Mógłbym tu przytoczyć naprawdę długą listę młodych, którym się udało. Zresztą, co za głupie w tym kontekście słowo: "udało". "Udało" sugeruje, że mieli jakieś wyjątkowe szczęście, wygrali los na loterii. Jeśli już mówić o roli przypadku, to lepiej powiedzieć, że po prostu nie mieli pecha.

Niedawno rozmawiałem z dziewczyną, która w Lublinie ukończyła kierunek studiów uznawany przez wielu za produkujący bezrobotnych. Dziś pracuje w wyuczonym zawodzie w Warszawie, pracę zmieniała już kilka razy, ma rodzinę, dwoje dzieci, a teraz planuje na swojej Alma Mater rozpocząć doktorat. Z kolei kolega, po tzw. perspektywicznych studiach, zrobił to, co przez kilka lat zapowiadał, a w co nie bardzo wierzyliśmy. Wyjechał w góry, jest przewodnikiem i dziennikarzem, wybudował dom, też ma dzieci i żyje po swojemu. Mam koleżanki i kolegów, którzy pracując lub studiując zdobywają medale na sportowych imprezach rangi mistrzostw Europy. Jeden ze znajomych kończy studia, pracuje i właśnie wydaje przetłumaczoną z angielskiego książkę. To tylko nieliczne ze znanych mi przykładów.

Zastanawiam się, co ich różni od sfrustrowanych, roszczeniowych i nieszczęśliwych. Chyba tylko, a raczej aż, niezależność myślenia i charakter. Nie dali sobie wmówić, co trzeba studiować, a czego nie wolno, co zapewni pracę, a co skaże na bezrobocie. Rozumieli, po co i co to są studia. Że nie chodzi o papierek, ani o niebotyczną średnią ocen, która tak naprawdę o niczym nie świadczy. Wiedzą, że życie nie jest jednowymiarowe.

Myślę, że takich młodych ludzi jest bardzo dużo, tylko mało o nich słyszymy.

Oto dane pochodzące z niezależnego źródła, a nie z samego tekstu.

//! Authentication route handlers.
//!
//! Handles login, registration, password reset, and account activation
//! via Shopify Storefront API customer authentication.

use askama::Template;
use askama_web::WebTemplate;
use axum::{
    Form,
    extract::{Query, State},
    response::{IntoResponse, Redirect, Response},
};
use secrecy::{ExposeSecret, SecretString};
use serde::Deserialize;
use tower_sessions::Session;

use crate::filters;
use crate::middleware::{clear_current_customer, set_current_customer};
use crate::models::CurrentCustomer;
use crate::state::AppState;

// =============================================================================
// Form Types
// =============================================================================

/// Login form data.
#[derive(Debug, Deserialize)]
pub struct LoginForm {
    pub email: String,
    pub password: String,
}

/// Registration form data.
#[derive(Debug, Deserialize)]
pub struct RegisterForm {
    pub email: String,
    pub password: String,
    pub password_confirm: String,
    pub first_name: Option<String>,
    pub last_name: Option<String>,
}

/// Forgot password form data.
#[derive(Debug, Deserialize)]
pub struct ForgotPasswordForm {
    pub email: String,
}

/// Reset password form data.
#[derive(Debug, Deserialize)]
pub struct ResetPasswordForm {
    pub password: String,
    pub password_confirm: String,
}

/// Activation form data.
#[derive(Debug, Deserialize)]
pub struct ActivateForm {
    pub password: String,
    pub password_confirm: String,
}

// =============================================================================
// Query Types
// =============================================================================

/// Query parameters for error/success display.
#[derive(Debug, Deserialize)]
pub struct MessageQuery {
    pub error: Option<String>,
    pub success: Option<String>,
}

/// Query parameters for activation/reset callbacks.
#[derive(Debug, Deserialize)]
pub struct CallbackQuery {
    /// The full Shopify URL for activation or reset
    pub url: Option<String>,
    pub error: Option<String>,
}

// =============================================================================
// Templates
// =============================================================================

/// Login page template.
#[derive(Template, WebTemplate)]
#[template(path = "auth/login.html")]
pub struct LoginTemplate {
    pub error: Option<String>,
    pub success: Option<String>,
}

/// Register page template.
#[derive(Template, WebTemplate)]
#[template(path = "auth/register.html")]
pub struct RegisterTemplate {
    pub error: Option<String>,
}

/// Registration success page template.
#[derive(Template, WebTemplate)]
#[template(path = "auth/register_success.html")]
pub struct RegisterSuccessTemplate {
    pub email: String,
}

/// Forgot password page template.
#[derive(Template, WebTemplate)]
#[template(path = "auth/forgot_password.html")]
pub struct ForgotPasswordTemplate {
    pub error: Option<String>,
    pub success: Option<String>,
}

/// Reset password page template.
#[derive(Template, WebTemplate)]
#[template(path = "auth/reset_password.html")]
pub struct ResetPasswordTemplate {
    pub error: Option<String>,
    pub reset_url: String,
}

/// Activate account page template.
#[derive(Template, WebTemplate)]
#[template(path = "auth/activate.html")]
pub struct ActivateTemplate {
    pub error: Option<String>,
    pub activation_url: String,
}

// =============================================================================
// Login Routes
// =============================================================================

/// Display the login page.
pub async fn login_page(Query(query): Query<MessageQuery>) -> impl IntoResponse {
    LoginTemplate {
        error: query.error,
        success: query.success,
    }
}

/// Handle login form submission.
///
/// Authenticates via Shopify Storefront API `customerAccessTokenCreate` mutation.
pub async fn login(
    State(state): State<AppState>,
    session: Session,
    Form(form): Form<LoginForm>,
) -> Response {
    // Call Shopify Storefront API to create access token
    match state
        .storefront()
        .create_access_token(&form.email, &form.password)
        .await
    {
        Ok(token) => {
            // Fetch customer details using the token
            match state
                .storefront()
                .get_customer_by_token(&token.access_token)
                .await
            {
                Ok(customer) => {
                    let current_customer = CurrentCustomer::new(
                        customer.id,
                        customer.email.unwrap_or_default(),
                        customer.first_name,
                        customer.last_name,
                        SecretString::from(token.access_token),
                        token.expires_at,
                    );

                    if let Err(e) = set_current_customer(&session, &current_customer).await {
                        tracing::error!("Failed to set session: {}", e);
                        return Redirect::to("/auth/login?error=session").into_response();
                    }

                    Redirect::to("/account").into_response()
                }
                Err(e) => {
                    tracing::warn!("Failed to fetch customer after login: {}", e);
                    Redirect::to("/auth/login?error=customer_fetch").into_response()
                }
            }
        }
        Err(e) => {
            tracing::warn!("Login failed: {}", e);
            Redirect::to("/auth/login?error=credentials").into_response()
        }
    }
}

// =============================================================================
// Registration Routes
// =============================================================================

/// Display the registration page.
pub async fn register_page(Query(query): Query<MessageQuery>) -> impl IntoResponse {
    RegisterTemplate { error: query.error }
}

/// Handle registration form submission.
///
/// Creates customer via Shopify Storefront API `customerCreate` mutation.
/// Shopify automatically sends an activation email.
pub async fn register(
    State(state): State<AppState>,
    Form(form): Form<RegisterForm>,
) -> Response {
    // Validate passwords match
    if form.password != form.password_confirm {
        return Redirect::to("/auth/register?error=password_mismatch").into_response();
    }

    // Validate password length
    if form.password.len() < 8 {
        return Redirect::to("/auth/register?error=password_too_short").into_response();
    }

    // Call Shopify Storefront API to create customer
    // Shopify will automatically send an activation email
    match state
        .storefront()
        .create_customer(
            &form.email,
            &form.password,
            form.first_name.as_deref(),
            form.last_name.as_deref(),
            false, // accepts_marketing
        )
        .await
    {
        Ok(customer) => {
            // Don't log the user in - they need to activate first
            // Show success page telling them to check their email
            RegisterSuccessTemplate {
                email: customer.email.unwrap_or_else(|| form.email.clone()),
            }
            .into_response()
        }
        Err(e) => {
            tracing::warn!("Registration failed: {}", e);
            // Check for specific error types
            let error_msg = e.to_string();
            if error_msg.contains("taken") || error_msg.contains("already") {
                Redirect::to("/auth/register?error=email_taken").into_response()
            } else {
                Redirect::to("/auth/register?error=failed").into_response()
            }
        }
    }
}

// =============================================================================
// Account Activation Routes
// =============================================================================

/// Display the account activation page.
///
/// Called when user clicks the activation link in Shopify's email.
pub async fn activate_page(Query(query): Query<CallbackQuery>) -> Response {
    match query.url {
        Some(url) => ActivateTemplate {
            error: query.error,
            activation_url: url,
        }
        .into_response(),
        None => Redirect::to("/auth/login?error=invalid_activation_link").into_response(),
    }
}

/// Handle account activation form submission.
///
/// Activates customer via Shopify Storefront API `customerActivateByUrl` mutation.
pub async fn activate(
    State(state): State<AppState>,
    session: Session,
    Query(query): Query<CallbackQuery>,
    Form(form): Form<ActivateForm>,
) -> Response {
    let activation_url = match query.url {
        Some(url) => url,
        None => return Redirect::to("/auth/login?error=invalid_activation_link").into_response(),
    };

    // Validate passwords match
    if form.password != form.password_confirm {
        let redirect_url = format!(
            "/auth/activate?url={}&error=password_mismatch",
            urlencoding::encode(&activation_url)
        );
        return Redirect::to(&redirect_url).into_response();
    }

    // Call Shopify Storefront API to activate customer
    match state
        .storefront()
        .activate_customer_by_url(&activation_url, &form.password)
        .await
    {
        Ok((customer, token)) => {
            let current_customer = CurrentCustomer::new(
                customer.id,
                customer.email.unwrap_or_default(),
                customer.first_name,
                customer.last_name,
                SecretString::from(token.access_token),
                token.expires_at,
            );

            if let Err(e) = set_current_customer(&session, &current_customer).await {
                tracing::error!("Failed to set session after activation: {}", e);
                return Redirect::to("/auth/login?error=session").into_response();
            }

            // Redirect to account page - user is now logged in
            Redirect::to("/account?activated=true").into_response()
        }
        Err(e) => {
            tracing::warn!("Account activation failed: {}", e);
            let redirect_url = format!(
                "/auth/activate?url={}&error=activation_failed",
                urlencoding::encode(&activation_url)
            );
            Redirect::to(&redirect_url).into_response()
        }
    }
}

// =============================================================================
// Password Reset Routes
// =============================================================================

/// Display the forgot password page.
pub async fn forgot_password_page(Query(query): Query<MessageQuery>) -> impl IntoResponse {
    ForgotPasswordTemplate {
        error: query.error,
        success: query.success,
    }
}

/// Handle forgot password form submission.
///
/// Sends recovery email via Shopify Storefront API `customerRecover` mutation.
pub async fn forgot_password(
    State(state): State<AppState>,
    Form(form): Form<ForgotPasswordForm>,
) -> Response {
    // Call Shopify Storefront API to send recovery email
    // We always show success to prevent email enumeration
    if let Err(e) = state.storefront().recover_customer(&form.email).await {
        tracing::warn!("Password recovery request failed: {}", e);
        // Still show success to prevent email enumeration
    }

    Redirect::to("/auth/forgot-password?success=email_sent").into_response()
}

/// Display the reset password page.
///
/// Called when user clicks the reset link in Shopify's email.
pub async fn reset_password_page(Query(query): Query<CallbackQuery>) -> Response {
    match query.url {
        Some(url) => ResetPasswordTemplate {
            error: query.error,
            reset_url: url,
        }
        .into_response(),
        None => Redirect::to("/auth/forgot-password?error=invalid_reset_link").into_response(),
    }
}

/// Handle reset password form submission.
///
/// Resets password via Shopify Storefront API `customerResetByUrl` mutation.
pub async fn reset_password(
    State(state): State<AppState>,
    session: Session,
    Query(query): Query<CallbackQuery>,
    Form(form): Form<ResetPasswordForm>,
) -> Response {
    let reset_url = match query.url {
        Some(url) => url,
        None => return Redirect::to("/auth/forgot-password?error=invalid_reset_link").into_response(),
    };

    // Validate passwords match
    if form.password != form.password_confirm {
        let redirect_url = format!(
            "/auth/reset-password?url={}&error=password_mismatch",
            urlencoding::encode(&reset_url)
        );
        return Redirect::to(&redirect_url).into_response();
    }

    // Call Shopify Storefront API to reset password
    match state
        .storefront()
        .reset_customer_by_url(&reset_url, &form.password)
        .await
    {
        Ok((customer, token)) => {
            let current_customer = CurrentCustomer::new(
                customer.id,
                customer.email.unwrap_or_default(),
                customer.first_name,
                customer.last_name,
                SecretString::from(token.access_token),
                token.expires_at,
            );

            if let Err(e) = set_current_customer(&session, &current_customer).await {
                tracing::error!("Failed to set session after password reset: {}", e);
                return Redirect::to("/auth/login?error=session").into_response();
            }

            // Redirect to account page - user is now logged in
            Redirect::to("/account").into_response()
        }
        Err(e) => {
            tracing::warn!("Password reset failed: {}", e);
            let redirect_url = format!(
                "/auth/reset-password?url={}&error=reset_failed",
                urlencoding::encode(&reset_url)
            );
            Redirect::to(&redirect_url).into_response()
        }
    }
}

// =============================================================================
// Logout Route
// =============================================================================

/// Handle logout.
///
/// Clears the session and optionally deletes the Shopify access token.
pub async fn logout(State(state): State<AppState>, session: Session) -> Response {
    // Get the current customer to delete their access token
    if let Ok(Some(customer)) = session
        .get::<CurrentCustomer>(crate::models::session_keys::CURRENT_CUSTOMER)
        .await
    {
        // Delete the access token from Shopify (best effort)
        if let Err(e) = state
            .storefront()
            .delete_access_token(customer.access_token().expose_secret())
            .await
        {
            tracing::warn!("Failed to delete Shopify access token: {}", e);
        }
    }

    if let Err(e) = clear_current_customer(&session).await {
        tracing::error!("Failed to clear session: {}", e);
    }

    // Also destroy the entire session
    if let Err(e) = session.flush().await {
        tracing::error!("Failed to flush session: {}", e);
    }

    Redirect::to("/").into_response()
}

Bo się nie skarżą, że świat ich nie docenia, choć skończyli pięć kierunków na Harvardzie i znają osiem języków. Zresztą, na ile znam życie, to nawet jak ich w końcu doceni, też będą nieszczęśliwi. Problem bowiem w tym, że szczęścia trudno się nauczyć, nawet w Oksfordzie. Charakter i niezależność trzeba wypracować samemu.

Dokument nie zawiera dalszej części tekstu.